Le 7 octobre restera, pour Yated comme pour toute la région d’Eshkol, une journée où l’État d’Israël a frôlé l’indicible. Selon l’enquête exhaustive dévoilée par Tsahal, le moshav a échappé à un massacre certain grâce à la résistance acharnée de sa garde civile et à un combat d’une violence extrême mené sur la route 232, baptisée depuis “route du sang”.
Dix terroristes infiltrés ont été capturés vivants à l’intérieur même du moshav. Vingt autres, en route pour commettre un carnage, ont été éliminés dans un affrontement dirigé par le commandant de la brigade Paran. Un seul nom s’ajoute à la liste des héros tombés : le capitaine de réserve Yiftah Gorny, mort en empêchant les terroristes de s’emparer de véhicules militaires.
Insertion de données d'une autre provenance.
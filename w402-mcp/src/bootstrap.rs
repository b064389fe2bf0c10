//! Turns configuration into a ready tool server.
//!
//! Every failure here happens before the MCP transport starts.

use std::sync::Arc;

use tracing::info;
use w402::scheme::{MaxAmount, PreferFamily};
use w402::{CredentialError, PaymentNegotiator, SchemeRegistry};
use w402_evm::EvmSigner;
use w402_http::PaymentExecutor;
use w402_svm::SvmSigner;

use crate::config::Config;
use crate::envelope::Source;
use crate::error::StartupError;
use crate::tools::WeatherTools;

/// Registers a signer for every configured secret.
///
/// # Errors
///
/// Returns [`CredentialError::Malformed`] for an invalid secret and
/// [`CredentialError::Missing`] when no secret is configured.
pub fn build_registry(config: &Config) -> Result<Arc<SchemeRegistry>, CredentialError> {
    let mut registry = SchemeRegistry::new();
    if let Some(signer) = EvmSigner::from_optional_secret(config.evm_private_key.as_deref())? {
        info!(address = %signer.evm_address(), "EVM signer registered");
        registry.register(signer);
    }
    if let Some(signer) = SvmSigner::from_optional_secret(config.svm_private_key.as_deref())? {
        info!(pubkey = %signer.pubkey(), "SVM signer registered");
        registry.register(signer);
    }
    registry.into_shared()
}

/// Builds the negotiator, applying the amount cap and network preference.
#[must_use]
pub fn build_negotiator(registry: Arc<SchemeRegistry>, config: &Config) -> PaymentNegotiator {
    let negotiator = PaymentNegotiator::new(registry);
    match (config.max_payment_amount, config.preferred_network) {
        (Some(cap), Some(family)) => negotiator.with_selector(MaxAmount {
            cap,
            inner: PreferFamily(family),
        }),
        (Some(cap), None) => negotiator.with_selector(MaxAmount::new(cap)),
        (None, Some(family)) => negotiator.with_selector(PreferFamily(family)),
        (None, None) => negotiator,
    }
}

/// Builds the tool server described by `config`.
///
/// # Errors
///
/// Returns a [`StartupError`] for missing or malformed credentials, an
/// invalid endpoint URL, or an HTTP client that cannot be built.
pub fn bootstrap(config: &Config) -> Result<WeatherTools, StartupError> {
    let registry = build_registry(config)?;
    let endpoint = config.endpoint_url()?;
    let negotiator = Arc::new(build_negotiator(registry, config));
    let executor = PaymentExecutor::new(negotiator, config.request_timeout())?;

    info!(
        endpoint = %endpoint,
        timeout_ms = config.request_timeout_ms,
        max_amount = ?config.max_payment_amount,
        preferred = ?config.preferred_network,
        "Payment client ready"
    );

    let source = Source {
        url: config.base_url().to_owned(),
        path: config.path(),
    };
    Ok(WeatherTools::new(executor, endpoint, source))
}

#[cfg(test)]
mod tests {
    use super::*;
    use clap::Parser;
    use solana_keypair::Keypair;
    use solana_signer::Signer;
    use w402::NetworkFamily;

    const ANVIL_KEY: &str = "0xac0974bec39a17e36ba4a6b4d238ff944bacb478cbed5efcae784d7bf4f2ff80";

    fn config(extra: &[&str]) -> Config {
        let mut argv = vec![
            "w402-mcp",
            "--resource-server-url",
            "http://localhost:4021",
            "--endpoint-path",
            "/weather",
        ];
        argv.extend_from_slice(extra);
        let mut config = Config::try_parse_from(argv).unwrap();
        // Ignore keys exported in the test environment.
        if !extra.contains(&"--evm-private-key") {
            config.evm_private_key = None;
        }
        if !extra.contains(&"--svm-private-key") {
            config.svm_private_key = None;
        }
        config
    }

    fn svm_secret() -> String {
        let keypair = Keypair::new_from_array([3u8; 32]);
        let mut bytes = [3u8; 32].to_vec();
        bytes.extend_from_slice(keypair.pubkey().as_ref());
        bs58::encode(bytes).into_string()
    }

    #[test]
    fn test_no_secret_fails_before_tools_exist() {
        let err = bootstrap(&config(&[])).unwrap_err();
        assert!(matches!(
            err,
            StartupError::Credential(CredentialError::Missing)
        ));
    }

    #[test]
    fn test_blank_secret_counts_as_absent() {
        let err = build_registry(&config(&["--evm-private-key", " "])).unwrap_err();
        assert!(matches!(err, CredentialError::Missing));
    }

    #[test]
    fn test_malformed_secret_is_fatal() {
        let err = build_registry(&config(&[
            "--evm-private-key",
            ANVIL_KEY,
            "--svm-private-key",
            "not-base58-0OIl",
        ]))
        .unwrap_err();
        assert!(matches!(
            err,
            CredentialError::Malformed {
                family: NetworkFamily::Svm,
                ..
            }
        ));
    }

    #[test]
    fn test_registers_both_families() {
        let secret = svm_secret();
        let registry = build_registry(&config(&[
            "--evm-private-key",
            ANVIL_KEY,
            "--svm-private-key",
            &secret,
        ]))
        .unwrap();
        assert_eq!(
            registry.families(),
            vec![NetworkFamily::Evm, NetworkFamily::Svm]
        );
    }

    #[tokio::test]
    async fn test_bootstrap_with_one_secret() {
        let tools = bootstrap(&config(&["--evm-private-key", ANVIL_KEY])).unwrap();
        assert_eq!(tools.endpoint().as_str(), "http://localhost:4021/weather");
    }
}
Les conclusions de l’enquête, présentées aux familles endeuillées et aux habitants, sont sans ambiguïté : “Tsahal a échoué dans sa mission de protéger Yated”, reconnaît le rapport.
Mais le même document insiste immédiatement sur un autre fait, indéniable et salvateur : sans la réaction immédiate, disciplinée et déterminée de la garde civile locale, le moshav aurait été le théâtre d’une boucherie comparable à celles de Be’eri, Nir Oz ou Kfar Aza.

La journée du 7 octobre à Yated, restituée par une année de travail, d’interviews, de vidéos de sécurité, de messages radio et de témoignages directs, dessine un scénario où une poignée de civils armés, épaulés par quelques unités arrivées tardivement, ont empêché l’irréparable.
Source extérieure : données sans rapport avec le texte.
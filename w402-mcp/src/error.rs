//! Errors that stop the server before or while serving.

use w402::CredentialError;
use w402_http::HttpError;

/// Failures that end the process.
///
/// Tool invocations never produce these; they always answer with an envelope.
#[derive(Debug, thiserror::Error)]
pub enum StartupError {
    /// A signing key is malformed, or none is configured.
    #[error(transparent)]
    Credential(#[from] CredentialError),

    /// The resource server base URL and path do not form a URL.
    #[error("invalid endpoint URL {url}: {source}")]
    EndpointUrl {
        /// The joined URL that failed to parse.
        url: String,
        /// The parse failure.
        source: url::ParseError,
    },

    /// The HTTP client could not be built.
    #[error(transparent)]
    Http(#[from] HttpError),

    /// The MCP transport failed to start or stopped with an error.
    #[error("MCP server error: {0}")]
    Server(String),
}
6h29 – L’attaque commence : alerte et mobilisation

Lorsque les salves de roquettes du Hamas déclenchent l’offensive, la réaction du responsable sécuritaire du moshav est immédiate :
fermeture des portes, ouverture des abris, déploiement des équipes d’intervention, début des patrouilles.
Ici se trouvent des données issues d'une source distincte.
#[cfg(test)]
mod tests {
    use super::*;
    use crate::constants::{PAYMENT_RESPONSE_HEADER, X_PAYMENT_RESPONSE_HEADER};
    use crate::headers::PaymentReceipts;
    use serde_json::{Value, json};
    use solana_keypair::Keypair;
    use solana_signer::Signer;
    use tokio::io::{AsyncReadExt, AsyncWriteExt};
    use tokio::net::TcpListener;
    use w402::SchemeRegistry;
    use w402::encoding::Base64Bytes;
    use w402_evm::EvmSigner;
    use w402_svm::SvmSigner;
    use wiremock::matchers::{header_exists, method, path};
    use wiremock::{Mock, MockServer, ResponseTemplate};

    const ANVIL_KEY: &str = "0xac0974bec39a17e36ba4a6b4d238ff944bacb478cbed5efcae784d7bf4f2ff80";

    fn evm_executor(timeout: Duration) -> PaymentExecutor {
        let registry = SchemeRegistry::new()
            .with(EvmSigner::from_secret(ANVIL_KEY).unwrap())
            .into_shared()
            .unwrap();
        PaymentExecutor::new(Arc::new(PaymentNegotiator::new(registry)), timeout).unwrap()
    }

    fn svm_only_executor() -> PaymentExecutor {
        let keypair = Keypair::new_from_array([5u8; 32]);
        let mut bytes = [5u8; 32].to_vec();
        bytes.extend_from_slice(keypair.pubkey().as_ref());
        let secret = bs58::encode(bytes).into_string();
        let registry = SchemeRegistry::new()
            .with(SvmSigner::from_secret(&secret).unwrap())
            .into_shared()
            .unwrap();
        PaymentExecutor::new(
            Arc::new(PaymentNegotiator::new(registry)),
            Duration::from_secs(5),
        )
        .unwrap()
    }

    fn v1_challenge() -> Value {
        json!({
            "x402Version": 1,
            "error": "X-PAYMENT header is required",
            "accepts": [{
                "scheme": "exact",
                "network": "base-sepolia",
                "maxAmountRequired": "10000",
                "resource": "http://localhost/weather",
                "description": "Weather data",
                "mimeType": "application/json",
                "payTo": "0x209693Bc6afc0C5328bA36FaF03C514EF312287C",
                "maxTimeoutSeconds": 60,
                "asset": "0x036CbD53842c5426634e7929541eC2318f3dCF7e",
                "extra": { "name": "USDC", "version": "2" }
            }]
        })
    }

    fn v2_challenge() -> Value {
        json!({
            "x402Version": 2,
            "resource": { "url": "http://localhost/weather" },
            "accepts": [{
                "scheme": "exact",
                "network": "eip155:84532",
                "amount": "10000",
                "payTo": "0x209693Bc6afc0C5328bA36FaF03C514EF312287C",
                "maxTimeoutSeconds": 60,
                "asset": "0x036CbD53842c5426634e7929541eC2318f3dCF7e",
                "extra": { "name": "USDC", "version": "2" }
            }]
        })
    }

    fn url(server: &MockServer, p: &str) -> Url {
        Url::parse(&format!("{}{p}", server.uri())).unwrap()
    }

    /// Answers one request with `response` written verbatim, then closes.
    async fn raw_server(response: Vec<u8>) -> Url {
        let listener = TcpListener::bind("127.0.0.1:0").await.unwrap();
        let addr = listener.local_addr().unwrap();
        tokio::spawn(async move {
            let (mut socket, _) = listener.accept().await.unwrap();
            let mut request = [0u8; 4096];
            let _ = socket.read(&mut request).await;
            socket.write_all(&response).await.unwrap();
            let _ = socket.shutdown().await;
        });
        Url::parse(&format!("http://{addr}/weather")).unwrap()
    }

    #[tokio::test]
    async fn test_200_passes_through_without_payment() {
        let server = MockServer::start().await;
        Mock::given(method("GET"))
            .and(path("/weather"))
            .respond_with(ResponseTemplate::new(200).set_body_json(json!({ "temp": 21 })))
            .expect(1)
            .mount(&server)
            .await;

        let outcome = evm_executor(Duration::from_secs(5))
            .get(url(&server, "/weather"))
            .await;
        let Outcome::Succeeded(response) = outcome else {
            panic!("expected success");
        };
        assert_eq!(response.status.as_u16(), 200);
        assert_eq!(
            serde_json::from_slice::<Value>(&response.body).unwrap(),
            json!({ "temp": 21 })
        );
    }

    #[tokio::test]
    async fn test_server_error_is_not_a_failure() {
        let server = MockServer::start().await;
        Mock::given(method("GET"))
            .respond_with(ResponseTemplate::new(500).set_body_string("boom"))
            .expect(1)
            .mount(&server)
            .await;

        let outcome = evm_executor(Duration::from_secs(5))
            .get(url(&server, "/weather"))
            .await;
        assert!(outcome.is_success());
        assert_eq!(outcome.status().map(|s| s.as_u16()), Some(500));
    }

    #[tokio::test]
    async fn test_v1_body_challenge_is_paid_and_retried_once() {
        let server = MockServer::start().await;
        Mock::given(method("GET"))
            .and(header_exists("x-payment"))
            .respond_with(
                ResponseTemplate::new(200)
                    .insert_header(X_PAYMENT_RESPONSE_HEADER, "settled")
                    .set_body_json(json!({ "temp": 21 })),
            )
            .with_priority(1)
            .expect(1)
            .mount(&server)
            .await;
        Mock::given(method("GET"))
            .respond_with(ResponseTemplate::new(402).set_body_json(v1_challenge()))
            .with_priority(2)
            .expect(1)
            .mount(&server)
            .await;

        let outcome = evm_executor(Duration::from_secs(5))
            .get(url(&server, "/weather"))
            .await;
        let Outcome::Succeeded(response) = outcome else {
            panic!("expected success, got {outcome:?}");
        };
        assert_eq!(response.status.as_u16(), 200);
        let receipts = PaymentReceipts::from_headers(&response.headers);
        assert_eq!(receipts.x_payment_response.as_deref(), Some("settled"));

        let requests = server.received_requests().await.unwrap();
        let proof = requests[1].headers.get("x-payment").unwrap();
        let decoded: Value = Base64Bytes::from(proof.as_bytes()).decode_json().unwrap();
        assert_eq!(decoded["x402Version"], 1);
        assert_eq!(decoded["network"], "base-sepolia");
        assert_eq!(
            decoded["payload"]["authorization"]["from"].as_str().unwrap().to_lowercase(),
            "0xf39fd6e51aad88f6f4ce6ab8827279cfffb92266"
        );
    }

    #[tokio::test]
    async fn test_v2_header_challenge_uses_payment_signature() {
        let server = MockServer::start().await;
        let encoded = Base64Bytes::encode_json(&v2_challenge()).unwrap().to_string();
        Mock::given(method("GET"))
            .and(header_exists("payment-signature"))
            .respond_with(
                ResponseTemplate::new(200)
                    .insert_header(PAYMENT_RESPONSE_HEADER, "receipt")
                    .set_body_string("sunny"),
            )
            .with_priority(1)
            .expect(1)
            .mount(&server)
            .await;
        Mock::given(method("GET"))
            .respond_with(ResponseTemplate::new(402).insert_header("PAYMENT-REQUIRED", encoded))
            .with_priority(2)
            .expect(1)
            .mount(&server)
            .await;

        let outcome = evm_executor(Duration::from_secs(5))
            .get(url(&server, "/weather"))
            .await;
        let Outcome::Succeeded(response) = outcome else {
            panic!("expected success, got {outcome:?}");
        };
        assert_eq!(response.body, b"sunny");
        assert_eq!(
            PaymentReceipts::from_headers(&response.headers)
                .payment_response
                .as_deref(),
            Some("receipt")
        );

        let requests = server.received_requests().await.unwrap();
        let proof = requests[1].headers.get("payment-signature").unwrap();
        let decoded: Value = Base64Bytes::from(proof.as_bytes()).decode_json().unwrap();
        assert_eq!(decoded["x402Version"], 2);
        assert_eq!(decoded["accepted"]["network"], "eip155:84532");
        assert_eq!(decoded["resource"]["url"], "http://localhost/weather");
    }

    #[tokio::test]
    async fn test_second_402_is_terminal() {
        let server = MockServer::start().await;
        Mock::given(method("GET"))
            .respond_with(ResponseTemplate::new(402).set_body_json(v1_challenge()))
            .expect(2)
            .mount(&server)
            .await;

        let outcome = evm_executor(Duration::from_secs(5))
            .get(url(&server, "/weather"))
            .await;
        let Outcome::Failed(failure) = outcome else {
            panic!("expected failure");
        };
        assert_eq!(failure.status.map(|s| s.as_u16()), Some(402));
        assert!(failure.message.contains("rejected the payment"));
    }

    #[tokio::test]
    async fn test_unsupported_family_returns_original_402() {
        let server = MockServer::start().await;
        Mock::given(method("GET"))
            .respond_with(ResponseTemplate::new(402).set_body_json(v1_challenge()))
            .expect(1)
            .mount(&server)
            .await;

        let outcome = svm_only_executor().get(url(&server, "/weather")).await;
        let Outcome::Failed(failure) = outcome else {
            panic!("expected failure");
        };
        assert_eq!(failure.status.map(|s| s.as_u16()), Some(402));
        let body: Value = serde_json::from_slice(failure.body.as_deref().unwrap()).unwrap();
        assert_eq!(body, v1_challenge());
        assert!(failure.message.contains("no registered signer"));
    }

    #[tokio::test]
    async fn test_malformed_challenge_returns_original_402() {
        let server = MockServer::start().await;
        Mock::given(method("GET"))
            .respond_with(ResponseTemplate::new(402).set_body_string("pay up"))
            .expect(1)
            .mount(&server)
            .await;

        let outcome = evm_executor(Duration::from_secs(5))
            .get(url(&server, "/weather"))
            .await;
        let Outcome::Failed(failure) = outcome else {
            panic!("expected failure");
        };
        assert_eq!(failure.body.as_deref(), Some(&b"pay up"[..]));
        assert!(failure.message.contains("malformed payment challenge"));
    }

    #[tokio::test]
    async fn test_timeout_is_failed_without_status() {
        let server = MockServer::start().await;
        Mock::given(method("GET"))
            .respond_with(
                ResponseTemplate::new(200)
                    .set_body_string("late")
                    .set_delay(Duration::from_millis(500)),
            )
            .mount(&server)
            .await;

        let outcome = evm_executor(Duration::from_millis(50))
            .get(url(&server, "/weather"))
            .await;
        let Outcome::Failed(failure) = outcome else {
            panic!("expected failure");
        };
        assert!(failure.status.is_none());
        assert!(failure.body.is_none());
        assert!(failure.message.contains("timed out"), "{}", failure.message);
    }

    #[tokio::test]
    async fn test_connection_refused_is_failed_without_status() {
        let server = MockServer::start().await;
        let target = url(&server, "/weather");
        drop(server);

        let outcome = evm_executor(Duration::from_secs(5)).get(target).await;
        let Outcome::Failed(failure) = outcome else {
            panic!("expected failure");
        };
        assert!(failure.status.is_none());
        assert!(failure.message.starts_with("request failed"));
    }

    #[tokio::test]
    async fn test_truncated_402_keeps_status_and_headers() {
        let target = raw_server(
            b"HTTP/1.1 402 Payment Required\r\n\
              content-type: application/json\r\n\
              content-length: 256\r\n\
              PAYMENT-RESPONSE: partial\r\n\
              \r\n\
              {\"x402Version\":1,\"acc"
                .to_vec(),
        )
        .await;

        let outcome = evm_executor(Duration::from_secs(5)).get(target).await;
        let Outcome::Failed(failure) = outcome else {
            panic!("expected failure, got {outcome:?}");
        };
        assert_eq!(failure.status.map(|s| s.as_u16()), Some(402));
        assert!(failure.body.is_none());
        let headers = failure.headers.as_ref().unwrap();
        assert_eq!(
            PaymentReceipts::from_headers(headers).payment_response.as_deref(),
            Some("partial")
        );
        assert!(
            failure.message.starts_with("failed to read response body"),
            "{}",
            failure.message
        );
    }

    #[tokio::test]
    async fn test_receipt_header_casing_on_the_wire() {
        for name in ["Payment-Response", "payment-response", "PAYMENT-RESPONSE"] {
            let response = format!(
                "HTTP/1.1 200 OK\r\n{name}: settled\r\nX-PAYMENT-Response: legacy\r\n\
                 content-length: 2\r\nconnection: close\r\n\r\n{{}}"
            );
            let target = raw_server(response.into_bytes()).await;

            let outcome = evm_executor(Duration::from_secs(5)).get(target).await;
            let receipts = PaymentReceipts::from_headers(outcome.headers().unwrap());
            assert_eq!(receipts.payment_response.as_deref(), Some("settled"), "{name}");
            assert_eq!(receipts.x_payment_response.as_deref(), Some("legacy"), "{name}");
        }
    }
}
Le moshav n’attend pas l’armée. Il agit.
Et c’est précisément ce réflexe, devenu vital après des années d’abandons politiques, qui sauvera des dizaines de familles.


9h15 – Premier terroriste capturé

Lors d’une patrouille, la garde identifie un terroriste derrière la clôture.
Nerveux mais désorienté, il se rend.
Il est placé sous la surveillance d’un habitant armé.
À ce moment-là, personne ne sait encore qu’il s’agit du premier d’une longue série.


9h30 – Les premières intrusions

Un deuxième terroriste tente de pénétrer dans une maison.
La garde arrive en trois véhicules, ouvre le feu, le poursuit dans les buissons.
Un autre groupe repère un troisième individu, qui s’était faufilé sous le portail ouest.
Une manœuvre d’encerclement est exécutée : l’un des volontaires le touche, l’immobilise et l’arrête.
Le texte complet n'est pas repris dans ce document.